Action item ▸
Report each line of the records below that uses the word "Clone".

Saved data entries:
*****
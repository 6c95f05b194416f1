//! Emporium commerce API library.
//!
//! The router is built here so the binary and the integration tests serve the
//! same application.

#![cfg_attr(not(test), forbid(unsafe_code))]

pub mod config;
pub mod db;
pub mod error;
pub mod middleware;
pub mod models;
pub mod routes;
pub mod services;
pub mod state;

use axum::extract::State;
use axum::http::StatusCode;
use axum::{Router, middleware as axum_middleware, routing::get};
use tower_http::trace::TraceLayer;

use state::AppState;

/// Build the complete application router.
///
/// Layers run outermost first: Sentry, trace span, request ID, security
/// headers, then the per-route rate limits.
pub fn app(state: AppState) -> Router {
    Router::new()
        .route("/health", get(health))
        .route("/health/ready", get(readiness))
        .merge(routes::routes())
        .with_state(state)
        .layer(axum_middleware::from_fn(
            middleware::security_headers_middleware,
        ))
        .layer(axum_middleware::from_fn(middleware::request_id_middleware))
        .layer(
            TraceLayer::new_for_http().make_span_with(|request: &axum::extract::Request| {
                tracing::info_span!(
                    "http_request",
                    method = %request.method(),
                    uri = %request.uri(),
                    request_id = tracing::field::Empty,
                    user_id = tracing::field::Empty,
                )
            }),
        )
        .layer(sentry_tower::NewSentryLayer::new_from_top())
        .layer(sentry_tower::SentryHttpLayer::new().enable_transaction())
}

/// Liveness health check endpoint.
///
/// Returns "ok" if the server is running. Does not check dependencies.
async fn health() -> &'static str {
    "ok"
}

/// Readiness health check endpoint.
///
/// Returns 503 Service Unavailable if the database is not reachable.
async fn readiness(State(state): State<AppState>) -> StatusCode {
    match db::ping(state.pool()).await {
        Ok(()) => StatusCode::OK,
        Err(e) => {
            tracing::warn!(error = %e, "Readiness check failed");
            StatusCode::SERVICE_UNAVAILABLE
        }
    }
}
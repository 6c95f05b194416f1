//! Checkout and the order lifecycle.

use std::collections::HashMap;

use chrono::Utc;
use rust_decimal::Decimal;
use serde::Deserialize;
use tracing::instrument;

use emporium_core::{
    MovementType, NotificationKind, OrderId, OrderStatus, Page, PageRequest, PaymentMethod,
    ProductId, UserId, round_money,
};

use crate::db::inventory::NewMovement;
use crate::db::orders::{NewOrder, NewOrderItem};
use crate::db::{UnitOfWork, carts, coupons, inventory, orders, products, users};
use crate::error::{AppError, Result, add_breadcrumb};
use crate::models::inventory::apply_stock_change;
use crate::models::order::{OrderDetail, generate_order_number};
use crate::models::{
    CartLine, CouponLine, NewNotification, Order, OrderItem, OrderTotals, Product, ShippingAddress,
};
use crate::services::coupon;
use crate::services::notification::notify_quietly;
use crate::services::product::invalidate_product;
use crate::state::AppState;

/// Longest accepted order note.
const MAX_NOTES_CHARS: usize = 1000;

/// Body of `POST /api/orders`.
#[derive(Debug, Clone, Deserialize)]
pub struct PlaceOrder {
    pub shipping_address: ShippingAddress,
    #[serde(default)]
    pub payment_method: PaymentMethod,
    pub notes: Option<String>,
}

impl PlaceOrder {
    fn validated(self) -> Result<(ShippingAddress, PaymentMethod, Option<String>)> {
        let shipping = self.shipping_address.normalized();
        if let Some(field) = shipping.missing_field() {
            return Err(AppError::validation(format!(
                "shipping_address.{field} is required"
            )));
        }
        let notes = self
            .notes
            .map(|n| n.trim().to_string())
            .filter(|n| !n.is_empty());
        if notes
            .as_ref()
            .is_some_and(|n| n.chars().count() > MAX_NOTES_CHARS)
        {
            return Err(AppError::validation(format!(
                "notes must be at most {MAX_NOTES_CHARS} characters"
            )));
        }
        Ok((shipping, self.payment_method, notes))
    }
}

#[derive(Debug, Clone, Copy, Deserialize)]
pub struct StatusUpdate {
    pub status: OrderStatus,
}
*****
Written solution ▸
#[derive(Debug, Clone, Deserialize)]
#[derive(Debug, Clone, Copy, Deserialize)]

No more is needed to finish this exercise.